## Work task:
Return all lines in the data where the string "format" can be found.

........

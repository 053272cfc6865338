//! Moderator watch list commands.

// Inner module to suppress missing_docs warnings for poise macro-generated code
mod inner {
    #![allow(missing_docs)]

    use crate::{
        bot::{BotData, xid},
        core::{users, watches},
        errors::{Error, Result},
    };
    use poise::{CreateReply, serenity_prelude as serenity};
    use std::fmt::Write;

    const MAX_DESCRIPTION_LEN: usize = 4096;

    fn guild_xid(ctx: poise::Context<'_, BotData, Error>) -> Result<i64> {
        ctx.guild_id()
            .map(|g| xid(g.get()))
            .ok_or_else(|| Error::InvalidInput {
                message: "This command only works in a server.".to_string(),
            })
    }

    /// Notifies moderators whenever this user joins a game.
    #[poise::command(
        slash_command,
        guild_only,
        default_member_permissions = "MANAGE_CHANNELS"
    )]
    pub async fn watch(
        ctx: poise::Context<'_, BotData, Error>,
        #[description = "User to watch"] target: serenity::User,
        #[description = "Why this user is being watched"] note: Option<String>,
    ) -> Result<()> {
        let db = &ctx.data().database;
        let guild_xid = guild_xid(ctx)?;
        users::upsert_user(db, xid(target.id.get()), &target.name).await?;
        watches::watch(db, guild_xid, xid(target.id.get()), note.as_deref()).await?;

        ctx.send(
            CreateReply::default()
                .content(format!("Watching <@{}>.", target.id))
                .ephemeral(true),
        )
        .await?;
        Ok(())
    }

    /// Stops watching a user.
    #[poise::command(
        slash_command,
        guild_only,
        default_member_permissions = "MANAGE_CHANNELS"
    )]
    pub async fn unwatch(
        ctx: poise::Context<'_, BotData, Error>,
        #[description = "User to stop watching"] target: serenity::User,
    ) -> Result<()> {
        let removed =
            watches::unwatch(&ctx.data().database, guild_xid(ctx)?, xid(target.id.get())).await?;
        let content = if removed {
            format!("No longer watching <@{}>.", target.id)
        } else {
            format!("<@{}> was not being watched.", target.id)
        };
        ctx.send(CreateReply::default().content(content).ephemeral(true))
            .await?;
        Ok(())
    }

    /// Lists every watched user in this server.
    #[poise::command(
        slash_command,
        guild_only,
        default_member_permissions = "MANAGE_CHANNELS"
    )]
    pub async fn watched(ctx: poise::Context<'_, BotData, Error>) -> Result<()> {
        let entries = watches::fetch(&ctx.data().database, guild_xid(ctx)?).await?;

        let mut content = String::new();
        if entries.is_empty() {
            content.push_str("No users are being watched.");
        }
        for entry in entries {
            match entry.note {
                Some(note) => writeln!(content, "• <@{}>: {note}", entry.user_xid)?,
                None => writeln!(content, "• <@{}>", entry.user_xid)?,
            }
        }

        let embed = serenity::CreateEmbed::new()
            .title("Watched users")
            .description(content.chars().take(MAX_DESCRIPTION_LEN).collect::<String>());
        ctx.send(CreateReply::default().embed(embed).ephemeral(true))
            .await?;
        Ok(())
    }
}

pub use inner::*;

........

## Response:
                .content(format!("Watching <@{}>.", target.id))
            format!("No longer watching <@{}>.", target.id)
            format!("<@{}> was not being watched.", target.id)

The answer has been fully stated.